1、準備工作

 

　　在開始任何實驗之前，仔細閱讀并理解所用熒光探針PCR試劑盒的說明書。不同品牌和類型的試劑盒可能有要求或優化條件。確保所有需要的試劑和設備都已準備好，包括但不限于模板DNA/RNA、引物、探針、酶混合物、緩沖液以及所需的耗材如PCR管或板。此外，檢查所有儀器是否正常工作，比如熱循環儀應經過校準以保證溫度控制的準確性。

 

　　2、樣本處理與質量控制

 

　　高質量的樣本是獲得可靠結果的基礎。對于RNA樣品，建議先進行DNase處理以去除潛在的基因組DNA污染；而對于DNA樣品，則需評估其純度和濃度，通常通過紫外分光光度計測量A260/A280比值來確定。理想的比值應在1.8至2.0之間。

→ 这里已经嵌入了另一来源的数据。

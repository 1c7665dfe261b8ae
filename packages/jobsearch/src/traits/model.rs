//! Completion model trait - the capability behind every stage.

use async_trait::async_trait;

use crate::error::Result;
use crate::tools::ToolSet;

/// The language-model backend a stage binds to.
///
/// Implementations wrap a specific provider and handle its wire format.
/// All three methods are blocking from the orchestrator's point of view:
/// a stage suspends until the completion (including any nested tool
/// round trips) fully resolves.
#[async_trait]
pub trait CompletionModel: Send + Sync {
    /// Free-form completion. Used by the report stage.
    async fn complete(&self, instruction: &str) -> Result<String>;

    /// Structured completion conforming to the given JSON schema.
    async fn complete_structured(
        &self,
        instruction: &str,
        schema: &serde_json::Value,
    ) -> Result<serde_json::Value>;

    /// Structured completion with an allowlist of callable tools.
    ///
    /// The model may invoke tools from the set any number of times before
    /// returning its final answer; the number and order of calls is the
    /// model's own decision, bounded only by the implementation's internal
    /// iteration limit. Each tool invocation suspends the completion until
    /// the tool returns, then resumes with the payload in context.
    async fn complete_with_tools(
        &self,
        instruction: &str,
        tools: &ToolSet,
        schema: &serde_json::Value,
    ) -> Result<serde_json::Value>;
}
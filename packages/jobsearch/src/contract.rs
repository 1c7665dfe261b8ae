//! Schema contracts for stage outputs.
//!
//! A [`Contract`] is the declared shape and cardinality a stage's raw
//! output must satisfy before it becomes an artifact. Validation is
//! structural, not semantic: it guarantees downstream stages receive
//! well-shaped data, not that the model-produced content is factually
//! correct.
//!
//! The same `schemars`-derived schema backs both the validator and the
//! shape-description embedded in the stage instruction, so there is one
//! canonical definition per stage.

use std::marker::PhantomData;

use schemars::JsonSchema;
use serde::de::DeserializeOwned;
use serde::Serialize;

use crate::error::{Result, ValidationError, Violation};
use crate::types::{ExtractedJobs, SearchHits, SuggestedQueries};

/// A type that can stand behind a stage contract.
///
/// Each stage output has one primary collection; cardinality bounds apply
/// to it. `check_content` adds type-specific constraints beyond shape.
pub trait StageOutput: DeserializeOwned + Serialize + JsonSchema + Send + Sync {
    /// Field name of the primary collection, for violation reporting.
    const COLLECTION: &'static str;

    /// Number of items in the primary collection.
    fn collection_len(&self) -> usize;

    /// Content constraints beyond shape and cardinality.
    fn check_content(&self) -> Vec<Violation> {
        Vec::new()
    }
}

impl StageOutput for SuggestedQueries {
    const COLLECTION: &'static str = "queries";

    fn collection_len(&self) -> usize {
        self.queries.len()
    }

    fn check_content(&self) -> Vec<Violation> {
        self.queries
            .iter()
            .enumerate()
            .filter(|(_, q)| q.text.trim().is_empty())
            .map(|(i, _)| Violation::new(format!("queries[{i}].text"), "must not be empty"))
            .collect()
    }
}

impl StageOutput for SearchHits {
    const COLLECTION: &'static str = "hits";

    fn collection_len(&self) -> usize {
        self.hits.len()
    }
}

impl StageOutput for ExtractedJobs {
    const COLLECTION: &'static str = "jobs";

    fn collection_len(&self) -> usize {
        self.jobs.len()
    }
}

/// Declared shape and cardinality constraints for one stage's output.
#[derive(Debug, Clone)]
pub struct Contract<T: StageOutput> {
    name: &'static str,
    min_items: Option<usize>,
    max_items: Option<usize>,
    _output: PhantomData<fn() -> T>,
}

impl<T: StageOutput> Contract<T> {
    /// Create a contract with no cardinality bounds.
    pub fn new(name: &'static str) -> Self {
        Self {
            name,
            min_items: None,
            max_items: None,
            _output: PhantomData,
        }
    }

    /// Require at least `min` items in the primary collection.
    pub fn with_min_items(mut self, min: usize) -> Self {
        self.min_items = Some(min);
        self
    }

    /// Allow at most `max` items in the primary collection.
    pub fn with_max_items(mut self, max: usize) -> Self {
        self.max_items = Some(max);
        self
    }

    /// Contract name, used in validation errors and logs.
    pub fn name(&self) -> &'static str {
        self.name
    }

    /// The JSON schema for `T`, rendered for provider `response_format`
    /// and for embedding in the stage instruction.
    pub fn schema_json(&self) -> Result<serde_json::Value> {
        let schema = schemars::gen::SchemaGenerator::default().into_root_schema_for::<T>();
        Ok(serde_json::to_value(schema)?)
    }

    /// Validate a raw structured value against this contract.
    ///
    /// Pure check, no side effects. On failure, reports the specific
    /// field(s) and constraint(s) violated.
    pub fn validate(&self, raw: serde_json::Value) -> std::result::Result<T, ValidationError> {
        let artifact: T = serde_json::from_value(raw).map_err(|e| {
            ValidationError::new(self.name, vec![Violation::new("payload", e.to_string())])
        })?;

        let mut violations = Vec::new();
        let len = artifact.collection_len();
        if let Some(min) = self.min_items {
            if len < min {
                violations.push(Violation::new(
                    T::COLLECTION,
                    format!("expected at least {min} items, got {len}"),
                ));
            }
        }
        if let Some(max) = self.max_items {
            if len > max {
                violations.push(Violation::new(
                    T::COLLECTION,
                    format!("expected at most {max} items, got {len}"),
                ));
            }
        }
        violations.extend(artifact.check_content());

        if !violations.is_empty() {
            return Err(ValidationError::new(self.name, violations));
        }
        Ok(artifact)
    }
}

#[cfg(test)]
mod tests {
    use super::*;
    use crate::types::{SearchHit, SearchQuery, MIN_SEARCH_HITS};
    use serde_json::json;

    fn queries_contract(budget: usize) -> Contract<SuggestedQueries> {
        Contract::new("suggested_queries")
            .with_min_items(1)
            .with_max_items(budget)
    }

    fn hits_contract() -> Contract<SearchHits> {
        Contract::new("search_hits").with_min_items(MIN_SEARCH_HITS)
    }

    fn queries_payload(n: usize) -> serde_json::Value {
        let queries: Vec<_> = (0..n)
            .map(|i| json!({"text": format!("query {i}")}))
            .collect();
        json!({ "queries": queries })
    }

    fn hit_payload(i: usize) -> serde_json::Value {
        json!({
            "title": format!("Job {i}"),
            "url": format!("https://example.com/{i}"),
            "snippet": "a job",
            "originating_query": "query 0",
        })
    }

    #[test]
    fn accepts_within_bounds_verbatim() {
        let contract = queries_contract(5);
        let artifact = contract.validate(queries_payload(3)).unwrap();
        assert_eq!(artifact.queries.len(), 3);
        assert_eq!(artifact.queries[0], SearchQuery::new("query 0"));

        // Round-trip: accepted artifact serializes and re-parses to an
        // equal value.
        let json = serde_json::to_value(&artifact).unwrap();
        let back = contract.validate(json).unwrap();
        assert_eq!(artifact, back);
    }

    #[test]
    fn rejects_empty_query_list() {
        let err = queries_contract(5).validate(queries_payload(0)).unwrap_err();
        assert_eq!(err.violations.len(), 1);
        assert_eq!(err.violations[0].field, "queries");
    }

    #[test]
    fn rejects_over_budget() {
        let err = queries_contract(5).validate(queries_payload(6)).unwrap_err();
        assert!(err.violations[0].constraint.contains("at most 5"));
    }

    #[test]
    fn rejects_blank_query_text() {
        let payload = json!({"queries": [{"text": "ok"}, {"text": "  "}]});
        let err = queries_contract(5).validate(payload).unwrap_err();
        assert_eq!(err.violations[0].field, "queries[1].text");
    }

    #[test]
    fn rejects_fewer_than_minimum_hits() {
        let hits: Vec<_> = (0..3).map(hit_payload).collect();
        let err = hits_contract().validate(json!({"hits": hits})).unwrap_err();
        assert!(err.violations[0].constraint.contains("at least 20"));
    }

    #[test]
    fn accepts_minimum_hits() {
        let hits: Vec<_> = (0..MIN_SEARCH_HITS).map(hit_payload).collect();
        let artifact = hits_contract().validate(json!({"hits": hits})).unwrap();
        assert_eq!(artifact.hits.len(), MIN_SEARCH_HITS);
        assert_eq!(
            artifact.hits[0],
            SearchHit {
                title: "Job 0".into(),
                url: "https://example.com/0".into(),
                snippet: "a job".into(),
                originating_query: "query 0".into(),
            }
        );
    }

    #[test]
    fn rejects_job_missing_required_field() {
        // Everything present except `company`.
        let payload = json!({"jobs": [{
            "source_url": "https://example.com/job",
            "title": "Data Engineer",
            "location": "Paris",
            "posting_url": "https://example.com/job/apply",
            "posting_date": "2026-07-01",
            "specs": [],
            "rank": 1,
            "notes": [],
        }]});
        let err = Contract::<ExtractedJobs>::new("extracted_jobs")
            .validate(payload)
            .unwrap_err();
        assert!(err.violations[0].constraint.contains("company"));
    }

    #[test]
    fn accepts_job_missing_only_salary() {
        let payload = json!({"jobs": [{
            "source_url": "https://example.com/job",
            "title": "Data Engineer",
            "company": "Acme",
            "location": "Paris",
            "posting_url": "https://example.com/job/apply",
            "posting_date": "2026-07-01",
            "specs": [{"name": "remote", "value": "hybrid"}],
            "rank": 2,
            "notes": ["competitive"],
        }]});
        let artifact = Contract::<ExtractedJobs>::new("extracted_jobs")
            .validate(payload)
            .unwrap();
        assert!(artifact.jobs[0].salary.is_none());
    }

    #[test]
    fn rejects_wrong_field_type() {
        let payload = json!({"queries": [{"text": 42}]});
        let err = queries_contract(5).validate(payload).unwrap_err();
        assert_eq!(err.violations[0].field, "payload");
    }

    #[test]
    fn schema_includes_required_fields() {
        let schema = Contract::<ExtractedJobs>::new("extracted_jobs")
            .schema_json()
            .unwrap();
        let text = schema.to_string();
        assert!(text.contains("source_url"));
        assert!(text.contains("posting_date"));
    }

    mod properties {
        use super::*;
        use proptest::prelude::*;

        proptest! {
            #[test]
            fn budget_bounds_are_exact(n in 0usize..30) {
                let contract = queries_contract(10);
                let result = contract.validate(queries_payload(n));
                if (1..=10).contains(&n) {
                    prop_assert!(result.is_ok());
                } else {
                    prop_assert!(result.is_err());
                }
            }
        }
    }
}
//! Typed errors for the job search pipeline.
//!
//! Uses `thiserror` for library errors (not `anyhow`) so callers can tell
//! a contract rejection apart from a collaborator outage or a disk failure.

use std::path::PathBuf;

use thiserror::Error;

/// Errors that can abort a pipeline run.
///
/// Every variant is fatal for the run: there is no retry transition and no
/// partial-success mode. Earlier stage artifacts stay on disk as a
/// diagnostic trail.
#[derive(Debug, Error)]
pub enum PipelineError {
    /// Missing or invalid input parameter, credential, or template binding.
    ///
    /// Raised before any stage executes.
    #[error("configuration error: {reason}")]
    Config { reason: String },

    /// A stage's raw output failed its schema contract.
    #[error(transparent)]
    Validation(#[from] ValidationError),

    /// The language model backend failed or returned something unusable.
    #[error("model error: {0}")]
    Model(#[source] Box<dyn std::error::Error + Send + Sync>),

    /// The search provider failed.
    #[error("search provider error: {0}")]
    Search(#[source] Box<dyn std::error::Error + Send + Sync>),

    /// The scraping provider failed.
    #[error("scrape provider error: {0}")]
    Scrape(#[source] Box<dyn std::error::Error + Send + Sync>),

    /// An artifact could not be written to its target location.
    #[error("failed to persist artifact {path}: {source}")]
    Persistence {
        path: PathBuf,
        #[source]
        source: std::io::Error,
    },

    /// JSON (de)serialization error outside contract validation.
    #[error("JSON error: {0}")]
    Json(#[from] serde_json::Error),
}

impl PipelineError {
    /// Configuration error from a reason string.
    pub fn config(reason: impl Into<String>) -> Self {
        Self::Config {
            reason: reason.into(),
        }
    }

    /// Model collaborator error.
    pub fn model(source: impl Into<Box<dyn std::error::Error + Send + Sync>>) -> Self {
        Self::Model(source.into())
    }

    /// Search collaborator error.
    pub fn search(source: impl Into<Box<dyn std::error::Error + Send + Sync>>) -> Self {
        Self::Search(source.into())
    }

    /// Scrape collaborator error.
    pub fn scrape(source: impl Into<Box<dyn std::error::Error + Send + Sync>>) -> Self {
        Self::Scrape(source.into())
    }
}

/// A schema contract rejection with per-field violations.
///
/// Carries the contract name and every violated constraint so the failure
/// surfaces as "which contract, which field" rather than a generic parse
/// error.
#[derive(Debug, Error)]
#[error("contract '{contract}' rejected: {}", .violations.iter().map(|v| v.to_string()).collect::<Vec<_>>().join("; "))]
pub struct ValidationError {
    /// Name of the violated contract.
    pub contract: String,

    /// The specific constraints that failed.
    pub violations: Vec<Violation>,
}

impl ValidationError {
    /// Create a new validation error.
    pub fn new(contract: impl Into<String>, violations: Vec<Violation>) -> Self {
        Self {
            contract: contract.into(),
            violations,
        }
    }
}

/// A single violated constraint within a contract.
#[derive(Debug, Clone, PartialEq, Eq)]
pub struct Violation {
    /// Field (or path) the constraint applies to.
    pub field: String,

    /// Human-readable description of the violated constraint.
    pub constraint: String,
}

impl Violation {
    /// Create a new violation.
    pub fn new(field: impl Into<String>, constraint: impl Into<String>) -> Self {
        Self {
            field: field.into(),
            constraint: constraint.into(),
        }
    }
}

impl std::fmt::Display for Violation {
    fn fmt(&self, f: &mut std::fmt::Formatter<'_>) -> std::fmt::Result {
        write!(f, "{}: {}", self.field, self.constraint)
    }
}

/// Result type alias for pipeline operations.
pub type Result<T> = std::result::Result<T, PipelineError>;
//! Input parameter bundle for a pipeline run.

use std::collections::HashMap;

use serde::{Deserialize, Serialize};

use crate::error::{PipelineError, Result};

/// Hard cap on the query budget.
pub const MAX_QUERY_BUDGET: usize = 20;

/// Default query budget when the caller doesn't set one.
pub const DEFAULT_QUERY_BUDGET: usize = 10;

/// The single parameter bundle supplied at process start.
///
/// No mid-run reconfiguration: the orchestrator reads this once when
/// `Pipeline::run` is called.
#[derive(Debug, Clone, Serialize, Deserialize)]
pub struct SearchParameters {
    /// Role titles to search for (e.g., "Data Engineer").
    pub titles: Vec<String>,

    /// Target country (e.g., "France").
    pub country: String,

    /// Target language for queries and report (e.g., "French").
    pub language: String,

    /// Maximum number of search queries stage 1 may produce.
    pub query_budget: usize,
}

impl SearchParameters {
    /// Create parameters with the default query budget.
    pub fn new(
        titles: impl IntoIterator<Item = impl Into<String>>,
        country: impl Into<String>,
        language: impl Into<String>,
    ) -> Self {
        Self {
            titles: titles.into_iter().map(|t| t.into()).collect(),
            country: country.into(),
            language: language.into(),
            query_budget: DEFAULT_QUERY_BUDGET,
        }
    }

    /// Set the query budget.
    pub fn with_query_budget(mut self, budget: usize) -> Self {
        self.query_budget = budget;
        self
    }

    /// Validate the bundle before any stage executes.
    pub fn validate(&self) -> Result<()> {
        if self.titles.is_empty() {
            return Err(PipelineError::config("at least one role title is required"));
        }
        if self.titles.iter().any(|t| t.trim().is_empty()) {
            return Err(PipelineError::config("role titles must not be blank"));
        }
        if self.country.trim().is_empty() {
            return Err(PipelineError::config("target country is required"));
        }
        if self.language.trim().is_empty() {
            return Err(PipelineError::config("target language is required"));
        }
        if self.query_budget == 0 {
            return Err(PipelineError::config("query budget must be at least 1"));
        }
        if self.query_budget > MAX_QUERY_BUDGET {
            return Err(PipelineError::config(format!(
                "query budget {} exceeds the cap of {}",
                self.query_budget, MAX_QUERY_BUDGET
            )));
        }
        Ok(())
    }

    /// Named placeholder bindings for instruction templates.
    pub fn bindings(&self) -> HashMap<String, String> {
        HashMap::from([
            ("job_titles".to_string(), self.titles.join(", ")),
            ("country".to_string(), self.country.clone()),
            ("language".to_string(), self.language.clone()),
            ("query_budget".to_string(), self.query_budget.to_string()),
        ])
    }
}

#[cfg(test)]
mod tests {
    use super::*;

    fn valid() -> SearchParameters {
        SearchParameters::new(["Data Engineer"], "France", "French").with_query_budget(5)
    }

    #[test]
    fn accepts_valid_parameters() {
        assert!(valid().validate().is_ok());
    }

    #[test]
    fn rejects_empty_titles() {
        let mut params = valid();
        params.titles.clear();
        assert!(matches!(
            params.validate(),
            Err(PipelineError::Config { .. })
        ));
    }

    #[test]
    fn rejects_blank_title() {
        let mut params = valid();
        params.titles.push("   ".to_string());
        assert!(params.validate().is_err());
    }

    #[test]
    fn rejects_zero_budget() {
        let params = valid().with_query_budget(0);
        assert!(params.validate().is_err());
    }

    #[test]
    fn rejects_budget_over_cap() {
        let params = valid().with_query_budget(MAX_QUERY_BUDGET + 1);
        assert!(params.validate().is_err());
    }

    #[test]
    fn bindings_cover_all_placeholders() {
        let params = SearchParameters::new(["AI Engineer", "ML Engineer"], "Egypt", "English");
        let bindings = params.bindings();
        assert_eq!(
            bindings.get("job_titles").unwrap(),
            "AI Engineer, ML Engineer"
        );
        assert_eq!(bindings.get("country").unwrap(), "Egypt");
        assert_eq!(bindings.get("query_budget").unwrap(), "10");
    }
}
//! Stage artifact persistence.
//!
//! Four fixed, stage-indexed paths in one output directory. Every run
//! overwrites the prior run's files; there is no versioning and no
//! cleanup of earlier artifacts when a later stage fails, so a failed
//! run leaves a diagnostic trail on disk.

use std::path::{Path, PathBuf};

use serde::Serialize;

use crate::error::{PipelineError, Result};

/// Stage 1 artifact file name.
pub const STEP_1_FILE: &str = "step_1_suggested_queries.json";

/// Stage 2 artifact file name.
pub const STEP_2_FILE: &str = "step_2_search_hits.json";

/// Stage 3 artifact file name.
pub const STEP_3_FILE: &str = "step_3_extracted_jobs.json";

/// Stage 4 artifact file name.
pub const STEP_4_FILE: &str = "step_4_recruitment_report.html";

/// Writes validated stage artifacts to a fixed output directory.
///
/// Directory creation is the caller's setup concern; the store assumes
/// the directory exists and surfaces write failures as persistence
/// errors.
#[derive(Debug, Clone)]
pub struct ArtifactStore {
    dir: PathBuf,
}

impl ArtifactStore {
    /// Create a store over the given output directory.
    pub fn new(dir: impl Into<PathBuf>) -> Self {
        Self { dir: dir.into() }
    }

    /// The output directory.
    pub fn dir(&self) -> &Path {
        &self.dir
    }

    /// Full path for a stage artifact file.
    pub fn path_for(&self, file: &str) -> PathBuf {
        self.dir.join(file)
    }

    /// Persist a validated artifact as pretty-printed JSON.
    pub fn write_json<T: Serialize>(&self, file: &str, artifact: &T) -> Result<PathBuf> {
        let contents = serde_json::to_string_pretty(artifact)?;
        self.write_text(file, &contents)
    }

    /// Persist a rendered document as-is.
    pub fn write_text(&self, file: &str, contents: &str) -> Result<PathBuf> {
        let path = self.path_for(file);
        std::fs::write(&path, contents).map_err(|source| PipelineError::Persistence {
            path: path.clone(),
            source,
        })?;
        Ok(path)
    }
}
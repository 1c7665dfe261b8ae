//! Stage 2 artifact: collected search results.

use schemars::JsonSchema;
use serde::{Deserialize, Serialize};

/// Minimum number of results stage 2 must collect.
pub const MIN_SEARCH_HITS: usize = 20;

/// One search result, tagged with the query that produced it.
#[derive(Debug, Clone, PartialEq, Eq, Serialize, Deserialize, JsonSchema)]
pub struct SearchHit {
    /// Result title as reported by the search provider.
    pub title: String,

    /// URL of the result page.
    pub url: String,

    /// Snippet or content excerpt from the provider.
    pub snippet: String,

    /// The stage 1 query that surfaced this result.
    pub originating_query: String,
}

/// The validated stage 2 artifact.
///
/// Ownership passes to stage 3 as read-only input.
#[derive(Debug, Clone, PartialEq, Eq, Serialize, Deserialize, JsonSchema)]
pub struct SearchHits {
    /// Collected results, at least [`MIN_SEARCH_HITS`] of them.
    pub hits: Vec<SearchHit>,
}
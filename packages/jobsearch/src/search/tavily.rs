//! Tavily-backed web searcher.

use async_trait::async_trait;
use serde::Serialize;

use crate::error::{PipelineError, Result};
use crate::security::{require_env, SecretString};
use crate::traits::WebSearcher;

const TAVILY_API_URL: &str = "https://api.tavily.com/search";

/// Web searcher over the Tavily search API.
pub struct TavilySearcher {
    client: reqwest::Client,
    api_key: SecretString,
    search_depth: String,
    max_results: usize,
}

#[derive(Serialize)]
struct SearchRequest {
    query: String,
    search_depth: String,
    max_results: usize,
}

impl TavilySearcher {
    /// Create a new Tavily searcher.
    pub fn new(api_key: impl Into<String>) -> Self {
        Self {
            client: reqwest::Client::new(),
            api_key: SecretString::new(api_key),
            search_depth: "basic".to_string(),
            max_results: 10,
        }
    }

    /// Create from the `TAVILY_API_KEY` environment variable.
    pub fn from_env() -> Result<Self> {
        let api_key = require_env("TAVILY_API_KEY")?;
        Ok(Self {
            client: reqwest::Client::new(),
            api_key,
            search_depth: "basic".to_string(),
            max_results: 10,
        })
    }

    /// Set search depth ("basic" or "advanced").
    pub fn with_search_depth(mut self, depth: impl Into<String>) -> Self {
        self.search_depth = depth.into();
        self
    }

    /// Set the per-query result limit.
    pub fn with_max_results(mut self, limit: usize) -> Self {
        self.max_results = limit;
        self
    }
}

#[async_trait]
impl WebSearcher for TavilySearcher {
    async fn search(&self, query: &str) -> Result<serde_json::Value> {
        let request = SearchRequest {
            query: query.to_string(),
            search_depth: self.search_depth.clone(),
            max_results: self.max_results,
        };

        let response = self
            .client
            .post(TAVILY_API_URL)
            .header("Content-Type", "application/json")
            .header("Authorization", format!("Bearer {}", self.api_key.expose()))
            .json(&request)
            .send()
            .await
            .map_err(|e| PipelineError::search(e.to_string()))?;

        if !response.status().is_success() {
            return Err(PipelineError::search(format!(
                "Tavily API error: {}",
                response.status()
            )));
        }

        response
            .json()
            .await
            .map_err(|e| PipelineError::search(e.to_string()))
    }
}
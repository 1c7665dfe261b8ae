//! Credential handling with secure memory.
//!
//! Uses the `secrecy` crate to prevent accidental logging of sensitive values.

use secrecy::{ExposeSecret, SecretBox};
use std::fmt;

use crate::error::{PipelineError, Result};

/// A secret string that won't be logged or displayed.
///
/// Wraps `secrecy::SecretBox` so provider API keys never show up in
/// `Debug` output, tracing events, or error messages.
pub struct SecretString(SecretBox<str>);

impl SecretString {
    /// Create a new secret string.
    pub fn new(value: impl Into<String>) -> Self {
        Self(SecretBox::new(Box::from(value.into().as_str())))
    }

    /// Expose the secret value for use.
    ///
    /// Only call this at the point of an outbound request.
    pub fn expose(&self) -> &str {
        self.0.expose_secret()
    }
}

impl Clone for SecretString {
    fn clone(&self) -> Self {
        Self::new(self.expose().to_string())
    }
}

impl fmt::Debug for SecretString {
    fn fmt(&self, f: &mut fmt::Formatter<'_>) -> fmt::Result {
        f.write_str("[REDACTED]")
    }
}

impl fmt::Display for SecretString {
    fn fmt(&self, f: &mut fmt::Formatter<'_>) -> fmt::Result {
        f.write_str("[REDACTED]")
    }
}

impl From<String> for SecretString {
    fn from(s: String) -> Self {
        Self::new(s)
    }
}

impl From<&str> for SecretString {
    fn from(s: &str) -> Self {
        Self::new(s)
    }
}

/// Read a required credential from the environment.
///
/// A missing variable is a configuration error, raised before any stage
/// executes.
pub fn require_env(name: &str) -> Result<SecretString> {
    std::env::var(name)
        .map(SecretString::new)
        .map_err(|_| PipelineError::config(format!("{name} environment variable not set")))
}

#[cfg(test)]
mod tests {
    use super::*;

    #[test]
    fn secret_not_in_debug() {
        let secret = SecretString::new("sk-super-secret-key");
        let debug = format!("{:?}", secret);
        assert!(!debug.contains("sk-super"));
        assert!(debug.contains("[REDACTED]"));
    }

    #[test]
    fn secret_not_in_display() {
        let secret = SecretString::new("sk-super-secret-key");
        let display = format!("{}", secret);
        assert!(!display.contains("sk-super"));
        assert!(display.contains("[REDACTED]"));
    }

    #[test]
    fn expose_works() {
        let secret = SecretString::new("sk-super-secret-key");
        assert_eq!(secret.expose(), "sk-super-secret-key");
    }

    #[test]
    fn missing_env_is_config_error() {
        let err = require_env("JOBSEARCH_TEST_KEY_THAT_DOES_NOT_EXIST").unwrap_err();
        assert!(matches!(err, PipelineError::Config { .. }));
        assert!(err
            .to_string()
            .contains("JOBSEARCH_TEST_KEY_THAT_DOES_NOT_EXIST"));
    }
}
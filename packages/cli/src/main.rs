//! `jobscout` - run the job-posting collection pipeline from the shell.
//!
//! Setup (env loading, logging, output directory) happens here; the
//! library assumes it is done before `Pipeline::run` is called.

use std::path::PathBuf;
use std::sync::Arc;

use anyhow::{Context, Result};
use clap::Parser;
use tracing_subscriber::EnvFilter;

use jobsearch::{
    ArtifactStore, OpenAiModel, Pipeline, ScrapeGraphScraper, SearchParameters, TavilySearcher,
    DEFAULT_QUERY_BUDGET,
};

/// Collect job postings into a validated, reported dataset.
#[derive(Debug, Parser)]
#[command(name = "jobscout", version, about)]
struct Args {
    /// Role title to search for. Repeat for multiple titles.
    #[arg(long = "title", required = true)]
    titles: Vec<String>,

    /// Target country.
    #[arg(long)]
    country: String,

    /// Target language for queries and the report.
    #[arg(long)]
    language: String,

    /// Maximum number of search queries to generate.
    #[arg(long = "queries", default_value_t = DEFAULT_QUERY_BUDGET)]
    query_budget: usize,

    /// Directory the four stage artifacts are written to.
    #[arg(long, default_value = "./ai-agent-output")]
    output_dir: PathBuf,

    /// Chat model to use.
    #[arg(long, default_value = "gpt-4o")]
    model: String,
}

#[tokio::main]
async fn main() -> Result<()> {
    dotenvy::dotenv().ok();
    tracing_subscriber::fmt()
        .with_env_filter(
            EnvFilter::try_from_default_env().unwrap_or_else(|_| EnvFilter::new("info")),
        )
        .init();

    let args = Args::parse();

    std::fs::create_dir_all(&args.output_dir).with_context(|| {
        format!(
            "failed to create output directory {}",
            args.output_dir.display()
        )
    })?;

    let model = OpenAiModel::from_env()
        .context("model credentials")?
        .with_model(&args.model);
    let searcher = TavilySearcher::from_env().context("search credentials")?;
    let scraper = ScrapeGraphScraper::from_env().context("scrape credentials")?;

    let pipeline = Pipeline::new(
        Arc::new(model),
        Arc::new(searcher),
        Arc::new(scraper),
        ArtifactStore::new(&args.output_dir),
    );

    let params = SearchParameters::new(args.titles, args.country, args.language)
        .with_query_budget(args.query_budget);

    let outcome = pipeline.run(params).await?;

    tracing::info!(
        queries = outcome.query_count,
        hits = outcome.hit_count,
        jobs = outcome.job_count,
        "run finished"
    );
    println!(
        "Collected {} queries, {} results, {} jobs.",
        outcome.query_count, outcome.hit_count, outcome.job_count
    );
    println!("Artifacts:");
    for path in &outcome.artifacts {
        println!("  {}", path.display());
    }

    Ok(())
}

同時，對樣本進行適當的稀釋，確保PCR反應體系中的核酸量處于推薦范圍內。

 

　　3、試劑配制與加樣

 

　　按照說明書指示，準確配制PCR反應混合物。這通常涉及將酶、緩沖液、dNTPs、引物和探針等成分按比例混合。注意避免反復凍融酶制劑，并盡量減少操作時間以防酶活性喪失。使用無菌技術小心地向每個PCR管或孔中加入適量的反應混合物和樣本，確保無氣泡產生且各孔間無交叉污染。使用帶濾芯的移液器吸頭可有效防止這種污染。

 

　　4、運行PCR與數據分析

 

　　設置好熱循環儀的程序參數，包括變性、退火和延伸溫度及時長，具體數值依據所用引物和目標序列特性調整。啟動PCR后，實時監控熒光信號變化，記錄Ct值（閾值循環數）。Ct值反映了目標序列在反應中被檢測到的時間點，較低的Ct值表示較高的起始拷貝數。完成PCR后，利用配套軟件分析數據，繪制標準曲線計算未知樣本中的目標序列濃度。